The idea was that this document bank would be the one central resource for all of the documents written and managed by the organisation. Duplicates or near duplicates would of course make this a pointless exercise. So I turned to StackOverflow for some pointers, but came up empty.
After some research and much searching of the web I came across an open source package called ssdeep written by Jesse Kornblum. I found it through reading his research papers; Identifying almost identical files using context triggered piecewise hashing.
ssdeep is based upon work by Andrew Tridgell of samba fame who produced spamsum and the basis of the mathematics behind ssdeep. To summarise ssdeep would be to say that it can detect homologous files or signatures in files.
Despite the fact that ssdeep was originally intended to be used for malware detection it is equally suited to the more mundane task of detecting duplicate documents.
With this discovery I immediately began creating a prototype version written in basic PHP that would serve as a wrapper around the ssdeep binary. I have, by request, made this code public , but it is a pretty old hack and I would not recommend using it.
As I got this prototype up and running I began to see how powerful ssdeep was, but with one small caveat - it works best on files above 4KB as noted in an erroneous bug report on the ssdeep package in PECL. In my application this was fine as it was handling large PDF and Word documents for the most part.
Soon I became aware that there was API for the ssdeep package that I could extend to create a PHP extension. So I spent quite some time figuring out how to actually write a PHP extension from various sources and then even more time looking into the autoconf build process.
If you are interested in writing your own extension I have documented my resources previously on this blog.
After some annoying errors with baffling outputs I finally had my extension written, building and tested. Pretty soon it was a on a production box and working like a dream on thousands of documents.
Now I wanted to share the code for others to use so initially I hosted it all on github, but soon realised it would get far more exposure if it was included in PECL. I also wanted to have ssdeep properly documented in the main PHP manual to further promote the extension.
This did look unlikely in the beginning as the ssdeep package is licenced using GPL, which cannot be accepted into PECL due to its viral nature.
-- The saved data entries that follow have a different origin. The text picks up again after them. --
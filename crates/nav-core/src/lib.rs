//! # Nav Core
//! 
//! Menu manifest pipeline: fetch and cache, hierarchy, role filtering and
//! lazy content resolution, plus the ports adapters plug into.

pub mod domain;
pub mod services;
pub mod repositories;
pub mod error;

// Re-export domain entities
pub use domain::*;
pub use error::NavError;

#[cfg(test)]
pub(crate) mod test_support;
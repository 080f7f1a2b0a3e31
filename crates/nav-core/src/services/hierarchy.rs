// ============================================================================
// Nav Core - Hierarchy Builder
// File: crates/nav-core/src/services/hierarchy.rs
// ============================================================================
//! Flat manifest -> ordered forest, built over an index arena

use std::collections::HashMap;

use tracing::warn;

use crate::domain::{MenuId, MenuItem};

struct ArenaNode {
    item: MenuItem,
    parent: Option<usize>,
    children: Vec<usize>,
}

/// Nodes live in fetch order; relationships are index lists, so the flat
/// input is never aliased by the tree.
pub struct MenuArena {
    nodes: Vec<ArenaNode>,
    index: HashMap<MenuId, usize>,
    roots: Vec<usize>,
}

impl MenuArena {
    pub fn from_items(items: &[MenuItem]) -> Self {
        let mut nodes: Vec<ArenaNode> = Vec::with_capacity(items.len());
        let mut index = HashMap::with_capacity(items.len());

        for item in items {
            if index.contains_key(&item.id) {
                warn!("Duplicate menu id {} ignored while building hierarchy", item.id);
                continue;
            }
            index.insert(item.id.clone(), nodes.len());
            nodes.push(ArenaNode {
                item: item.detached(),
                parent: None,
                children: Vec::new(),
            });
        }

        let mut roots = Vec::new();
        for i in 0..nodes.len() {
            let parent = nodes[i]
                .item
                .parent_id
                .as_ref()
                .and_then(|p| index.get(p))
                .copied()
                .filter(|&p| p != i);

            match parent {
                Some(p) => {
                    nodes[p].children.push(i);
                    nodes[i].parent = Some(p);
                }
                None => roots.push(i),
            }
        }

        let mut arena = Self { nodes, index, roots };
        arena.break_cycles();
        arena.sort_siblings();
        arena
    }

    pub fn len(&self) -> usize {
        self.nodes.len()
    }

    pub fn is_empty(&self) -> bool {
        self.nodes.is_empty()
    }

    pub fn root_ids(&self) -> Vec<&MenuId> {
        self.roots.iter().map(|&i| &self.nodes[i].item.id).collect()
    }

    pub fn children_of(&self, id: &MenuId) -> Option<Vec<&MenuId>> {
        let &i = self.index.get(id)?;
        Some(self.nodes[i].children.iter().map(|&c| &self.nodes[c].item.id).collect())
    }

    /// Parent links that loop never reach a root. The first such node in
    /// fetch order is cut loose and promoted, repeatedly, until every node
    /// hangs off a root.
    fn break_cycles(&mut self) {
        let mut reached = vec![false; self.nodes.len()];
        for &root in &self.roots {
            self.mark_reachable(root, &mut reached);
        }

        for i in 0..self.nodes.len() {
            if reached[i] {
                continue;
            }
            warn!(
                "Menu id {} is part of a parent cycle, promoting it to root",
                self.nodes[i].item.id
            );
            if let Some(p) = self.nodes[i].parent.take() {
                self.nodes[p].children.retain(|&c| c != i);
            }
            self.roots.push(i);
            self.mark_reachable(i, &mut reached);
        }
    }

    fn mark_reachable(&self, start: usize, reached: &mut [bool]) {
        let mut stack = vec![start];
        while let Some(i) = stack.pop() {
            if reached[i] {
                continue;
            }
            reached[i] = true;
            stack.extend(self.nodes[i].children.iter().copied());
        }
    }

    /// Ascending `order`, ties by fetch position.
    fn sort_siblings(&mut self) {
        let nodes = &self.nodes;
        self.roots.sort_by_key(|&i| (nodes[i].item.order, i));

        for p in 0..self.nodes.len() {
            let mut children = std::mem::take(&mut self.nodes[p].children);
            children.sort_by_key(|&c| (self.nodes[c].item.order, c));
            self.nodes[p].children = children;
        }
    }

    pub fn into_forest(self) -> Vec<MenuItem> {
        self.roots.iter().map(|&i| self.materialize(i)).collect()
    }

    fn materialize(&self, i: usize) -> MenuItem {
        let node = &self.nodes[i];
        let mut item = node.item.clone();
        item.children = node.children.iter().map(|&c| self.materialize(c)).collect();
        item
    }
}

/// Pure and deterministic. Unknown parents make an item a root.
pub fn build_hierarchy(items: &[MenuItem]) -> Vec<MenuItem> {
    MenuArena::from_items(items).into_forest()
}

#[cfg(test)]
mod tests {
    use super::*;
    use crate::domain::count_nodes;

    fn ids(items: &[MenuItem]) -> Vec<MenuId> {
        items.iter().map(|i| i.id.clone()).collect()
    }

    #[test]
    fn test_roots_and_children_ordered() {
        let items = vec![
            MenuItem::new(1, "A").with_order(2),
            MenuItem::new(2, "B").with_parent(1).with_order(1),
            MenuItem::new(3, "C").with_order(1),
        ];

        let tree = build_hierarchy(&items);
        assert_eq!(ids(&tree), vec![MenuId::Number(3), MenuId::Number(1)]);
        assert_eq!(ids(&tree[1].children), vec![MenuId::Number(2)]);
        assert!(tree[0].children.is_empty());
    }

    #[test]
    fn test_orphan_becomes_root() {
        let items = vec![
            MenuItem::new(1, "Home"),
            MenuItem::new(2, "Orphan").with_parent(99),
        ];
        let tree = build_hierarchy(&items);
        assert_eq!(ids(&tree), vec![MenuId::Number(1), MenuId::Number(2)]);
    }

    #[test]
    fn test_equal_order_keeps_input_order() {
        let items = vec![
            MenuItem::new("b", "B").with_order(5),
            MenuItem::new("a", "A").with_order(5),
            MenuItem::new("c", "C").with_order(1),
            MenuItem::new("b1", "B1").with_parent("b").with_order(0),
            MenuItem::new("b2", "B2").with_parent("b").with_order(0),
        ];
        let tree = build_hierarchy(&items);
        assert_eq!(ids(&tree), vec![MenuId::from("c"), MenuId::from("b"), MenuId::from("a")]);
        assert_eq!(ids(&tree[1].children), vec![MenuId::from("b1"), MenuId::from("b2")]);
    }

    #[test]
    fn test_every_item_placed_once() {
        let items = vec![
            MenuItem::new(1, "Root"),
            MenuItem::new(2, "Child").with_parent(1),
            MenuItem::new(3, "Grandchild").with_parent(2),
            MenuItem::new(4, "Sibling").with_parent(1),
        ];
        let tree = build_hierarchy(&items);
        assert_eq!(tree.len(), 1);
        assert_eq!(count_nodes(&tree), 4);
        assert_eq!(ids(&tree[0].children[0].children), vec![MenuId::Number(3)]);
    }

    #[test]
    fn test_input_children_are_ignored() {
        let nested = MenuItem::new(1, "Root").with_children(vec![MenuItem::new(9, "Stale")]);
        let tree = build_hierarchy(&[nested]);
        assert!(tree[0].children.is_empty());
    }

    #[test]
    fn test_cycles_terminate_without_losing_items() {
        let items = vec![
            MenuItem::new(1, "A").with_parent(2),
            MenuItem::new(2, "B").with_parent(1),
            MenuItem::new(3, "C").with_parent(3),
            MenuItem::new(4, "D").with_parent(1),
        ];
        let arena = MenuArena::from_items(&items);
        assert_eq!(arena.len(), 4);
        assert_eq!(arena.root_ids(), vec![&MenuId::Number(1), &MenuId::Number(3)]);
        assert_eq!(
            arena.children_of(&MenuId::Number(1)),
            Some(vec![&MenuId::Number(2), &MenuId::Number(4)])
        );

        let tree = arena.into_forest();
        assert_eq!(count_nodes(&tree), 4);
    }

    #[test]
    fn test_empty_input() {
        assert!(build_hierarchy(&[]).is_empty());
        assert!(MenuArena::from_items(&[]).is_empty());
    }
}
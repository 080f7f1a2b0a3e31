// ============================================================================
// Nav Core - Content Unit
// File: crates/nav-core/src/domain/content.rs
// Description: Renderable artifact resolved for a navigable node
// ============================================================================

use serde::Serialize;
use serde_json::Value;

use super::MenuItem;

#[derive(Debug, Clone, PartialEq, Serialize)]
#[serde(tag = "kind", rename_all = "snake_case")]
pub enum ContentUnit {
    /// A registered page; `payload` is whatever its factory produced.
    Page { identifier: String, payload: Value },
    /// Placeholder shown when no registered page matches the hint.
    Fallback { hint: String, notice: String },
}

impl ContentUnit {
    pub fn page(identifier: impl Into<String>, payload: Value) -> Self {
        ContentUnit::Page {
            identifier: identifier.into(),
            payload,
        }
    }

    pub fn not_found(hint: &str) -> Self {
        ContentUnit::Fallback {
            hint: hint.to_string(),
            notice: format!(
                "Component Not Found: the component for path \"{}\" could not be loaded.",
                hint
            ),
        }
    }

    pub fn is_fallback(&self) -> bool {
        matches!(self, ContentUnit::Fallback { .. })
    }

    pub fn identifier(&self) -> Option<&str> {
        match self {
            ContentUnit::Page { identifier, .. } => Some(identifier),
            ContentUnit::Fallback { .. } => None,
        }
    }
}

/// A menu item paired with its content. Recomputed per navigation.
#[derive(Debug, Clone, PartialEq, Serialize)]
pub struct ResolvedNode {
    pub item: MenuItem,
    pub content: ContentUnit,
}
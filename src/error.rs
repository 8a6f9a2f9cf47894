// Copyright (c) 2025 Fabstir
// SPDX-License-Identifier: BUSL-1.1
//! Error types for the shielded-transaction pipeline
//!
//! ## Error Variants
//!
//! - **InvalidKey**: malformed or out-of-range key material (fatal, never retried)
//! - **AnchorUnavailable**: freshness data could not be fetched (retryable with backoff)
//! - **AuthenticationFailed**: AEAD tag mismatch on open (fatal for that ciphertext)
//! - **UnsupportedOperation**: invalid request combination, e.g. an encrypted deployment
//! - **Expired**: freshness anchor is past its window at submission time
//! - **Transport**: network collaborator failed outside of anchor fetches
//! - **Config**: configuration could not be loaded or validated
//! - **InvalidPayload**: a wire field has the wrong shape
//!
//! Variants never carry plaintext or key bytes.

use thiserror::Error;

/// Result alias used throughout the crate
pub type Result<T> = std::result::Result<T, ShieldedError>;

/// Errors surfaced by the shielded-transaction pipeline
#[derive(Error, Debug, Clone, PartialEq, Eq)]
pub enum ShieldedError {
    /// Key material is malformed, out of range, or not a valid curve point
    #[error("Invalid key ({key_type}): {reason}")]
    InvalidKey {
        /// Which key failed (e.g. "local_encryption_key", "tee_public_key")
        key_type: String,
        /// Specific failure reason
        reason: String,
    },

    /// Freshness anchor could not be obtained from the network
    #[error("Freshness anchor unavailable: {0}")]
    AnchorUnavailable(String),

    /// AEAD authentication failed; no plaintext is available
    #[error("Authentication failed: result unavailable")]
    AuthenticationFailed,

    /// Caller requested a combination the protocol cannot express
    #[error("Unsupported operation: {0}")]
    UnsupportedOperation(String),

    /// Freshness anchor expired before submission
    #[error("Freshness anchor expired at block {expires_at_block} (current height {current_height})")]
    Expired {
        expires_at_block: u64,
        current_height: u64,
    },

    /// Network collaborator failure (submission, call, key fetch)
    #[error("Transport error: {0}")]
    Transport(String),

    /// Configuration loading or validation failed
    #[error("Configuration error: {0}")]
    Config(String),

    /// A payload field has the wrong format or size
    #[error("Invalid payload field '{field}': {reason}")]
    InvalidPayload { field: String, reason: String },
}

impl ShieldedError {
    /// Shorthand for [`ShieldedError::InvalidKey`]
    pub fn invalid_key(key_type: &str, reason: impl Into<String>) -> Self {
        ShieldedError::InvalidKey {
            key_type: key_type.to_string(),
            reason: reason.into(),
        }
    }

    /// Shorthand for [`ShieldedError::InvalidPayload`]
    pub fn invalid_payload(field: &str, reason: impl Into<String>) -> Self {
        ShieldedError::InvalidPayload {
            field: field.to_string(),
            reason: reason.into(),
        }
    }

    /// Whether a fresh attempt (new nonce, new ciphertext) may succeed
    ///
    /// Cryptographic failures and programming errors are never retryable.
    pub fn is_retryable(&self) -> bool {
        matches!(
            self,
            ShieldedError::AnchorUnavailable(_) | ShieldedError::Transport(_)
        )
    }
}

impl From<hex::FromHexError> for ShieldedError {
    fn from(err: hex::FromHexError) -> Self {
        ShieldedError::InvalidPayload {
            field: "hex_field".to_string(),
            reason: format!("hex decode error: {}", err),
        }
    }
}

impl From<k256::elliptic_curve::Error> for ShieldedError {
    fn from(err: k256::elliptic_curve::Error) -> Self {
        ShieldedError::InvalidKey {
            key_type: "unknown".to_string(),
            reason: format!("k256 error: {}", err),
        }
    }
}

// aead::Error is opaque; the only failure `open` reports is a tag mismatch.
impl From<aes_gcm::aead::Error> for ShieldedError {
    fn from(_: aes_gcm::aead::Error) -> Self {
        ShieldedError::AuthenticationFailed
    }
}

impl From<ethers::utils::rlp::DecoderError> for ShieldedError {
    fn from(err: ethers::utils::rlp::DecoderError) -> Self {
        ShieldedError::InvalidPayload {
            field: "rlp".to_string(),
            reason: err.to_string(),
        }
    }
}

impl From<anyhow::Error> for ShieldedError {
    fn from(err: anyhow::Error) -> Self {
        ShieldedError::Config(err.to_string())
    }
}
Thankfully after contacting Jesse it became clear that the original work by Tridgell had been dual licenced and he could therefore grant me an exemption from GPL for the purposes of PECL.
After completing the application process, accepting code reviews and jumping the legal hurdles I was finally ready to publish my first PECL extension! I began building the PECL extension locally and installing it on as many machines as possible through the PECL method.
Thankfully it all went to plan apart from a bug I discovered in Pyrus and I managed to get a release up. Next was the process of documenting it all for PHP, suffice to say its not as easy as it sounds. (Two spaces of indent not four!)
In the end though with thanks to Pierre, Johannes, Gustavo and of course Jesse I had released my first extension into the wild.
There you have it. That is how a PHP extension is born and merged into PECL.